People combing their hair into neat partings, adding a ribbon to ponytails, packing a school bag and leaving the house – this is how the video of Bengaluru-based folk rock band Swarathma’s new song, Beta Sweater Pehno, begins. All the band members – from age 28 to 42, are dressed up in white school uniforms. Violinist Sanjeev Nayak (42) and vocalist Vasu Dixit (36) keep their flowing beards intact, and Dixit even wears a skirt.
The result is comic, but the treatment of the sepia-tinged video is melancholic. The members wear morose expressions as they go about a regular day in school. The song talks about parental and institutional pressure and expectations that children face, and the effect it has on their psychology. It also talks about how teenagers are forced to follow societal norms.
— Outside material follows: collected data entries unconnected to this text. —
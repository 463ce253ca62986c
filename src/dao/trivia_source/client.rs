use std::sync::Arc;
use std::time::Duration;

use reqwest::{Client, StatusCode};
use tokio::sync::{Mutex, MutexGuard};
use tokio::time::{Instant, sleep_until};

use crate::dao::models::{Difficulty, QuestionEntity};

use super::{
    config::TriviaSourceConfig,
    error::{TriviaSourceError, TriviaSourceResult},
    models::{RESPONSE_OK, RESPONSE_RATE_LIMITED, SourceResponse},
};

/// User agent announced to the question source.
const USER_AGENT: &str = "GreedTrial/2.0";

/// Shared gate spacing every call to the question source.
///
/// The slot holds the earliest instant the next request may start. Holding
/// the lock across the request serializes callers, so the spacing is global
/// across tiers and across both refill tasks.
#[derive(Debug, Default)]
struct RateGate {
    next_slot: Mutex<Option<Instant>>,
}

impl RateGate {
    /// Wait until the next request slot opens, keeping the gate locked.
    async fn acquire(&self) -> MutexGuard<'_, Option<Instant>> {
        let slot = self.next_slot.lock().await;
        if let Some(at) = *slot {
            sleep_until(at).await;
        }
        slot
    }

    /// Move the slot `spacing` past now, releasing the gate afterwards.
    fn schedule(mut slot: MutexGuard<'_, Option<Instant>>, spacing: Duration) {
        *slot = Some(Instant::now() + spacing);
    }
}

/// Client for the external question source with global rate limiting.
#[derive(Clone)]
pub struct TriviaSourceClient {
    client: Client,
    config: Arc<TriviaSourceConfig>,
    gate: Arc<RateGate>,
}

impl TriviaSourceClient {
    /// Build a client enforcing the configured request timeout.
    pub fn new(config: TriviaSourceConfig) -> TriviaSourceResult<Self> {
        let client = Client::builder()
            .timeout(config.request_timeout)
            .user_agent(USER_AGENT)
            .build()
            .map_err(|source| TriviaSourceError::ClientBuilder { source })?;

        Ok(Self {
            client,
            config: Arc::new(config),
            gate: Arc::new(RateGate::default()),
        })
    }

    /// Fetch up to `amount` questions for a tier, honoring the global spacing.
    ///
    /// Blocks the calling task until the rate gate opens; must only be called
    /// from the background refill paths, never from a request handler.
    pub async fn fetch(
        &self,
        difficulty: Difficulty,
        amount: u8,
    ) -> TriviaSourceResult<Vec<QuestionEntity>> {
        let slot = self.gate.acquire().await;
        let outcome = self.request_batch(difficulty, amount).await;

        let mut spacing = self.config.min_interval;
        if matches!(outcome, Err(TriviaSourceError::RateLimited)) {
            spacing += self.config.rate_limit_penalty;
        }
        RateGate::schedule(slot, spacing);

        outcome
    }

    async fn request_batch(
        &self,
        difficulty: Difficulty,
        amount: u8,
    ) -> TriviaSourceResult<Vec<QuestionEntity>> {
        let query = [
            ("amount", amount.to_string()),
            ("difficulty", difficulty.as_str().to_string()),
            ("type", "multiple".to_string()),
            ("encode", "base64".to_string()),
        ];

        let response = self
            .client
            .get(self.config.base_url.as_str())
            .query(&query)
            .send()
            .await
            .map_err(|source| TriviaSourceError::RequestSend { source })?;

        match response.status() {
            StatusCode::TOO_MANY_REQUESTS => return Err(TriviaSourceError::RateLimited),
            status if !status.is_success() => {
                return Err(TriviaSourceError::RequestStatus { status });
            }
            _ => {}
        }

        let payload = response
            .json::<SourceResponse>()
            .await
            .map_err(|source| TriviaSourceError::DecodeResponse { source })?;

        match payload.response_code {
            RESPONSE_OK => payload
                .results
                .into_iter()
                .map(|question| question.decode())
                .collect(),
            RESPONSE_RATE_LIMITED => Err(TriviaSourceError::RateLimited),
            code => Err(TriviaSourceError::SourceCode { code }),
        }
    }
}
Bass guitarist Jishnu Dasgupta (38) says, “Growing up, my experiences were pretty much like those of every other middle-class Indian family. There was always pressure to perform academically. But don’t get us wrong. We’re not against parents. It’s just that sometimes, though you want the best for your child, the way you end up making it happen doesn’t always work well.” It is the sense of isolation that follows, that is highlighted in the song. “I sometimes feel the parents are under way more pressure than the kids are,” Dasgupta adds.
Dixit came up with the idea for the video while jamming on the song. “Comedy and sarcasm come naturally to me. So much so, that my friends are usually careful about what they say around me, because you never know how I’ll twist their words and make fun of them,” he says.
The shoot of the video, too, was not without its share of humour. Originally, they had planned to show the band members on a see-saw. “It was clearly designed to take the weight of young children, and not some food-loving band members. When Milan [drummer Joel Milan Baptist] and I (perhaps the heaviest two in the band) tried it, we had to stop shooting because the see-saw lever started to bend as it could not take our combined weight,” Nayak recalls.
In another shot, where he had to miss a shot while playing badminton, being a decent badminton player meant he had do a few dozen retakes before he managed to miss the shuttle.
This isn’t the first time that Swarathma has come up with songs that give a social message. Their song Topiwalleh spoke against corruption in politics, while Main Unme Se Nahi Hoon dealt with society’s attitude towards those with mental health issues. However, guitarist Varun Murali (28) says they don’t want to be tagged as a band that highlights social causes. “While it feels good, it was not a conscious decision to write songs that speak about causes or support them. It has been a natural expression,” he states.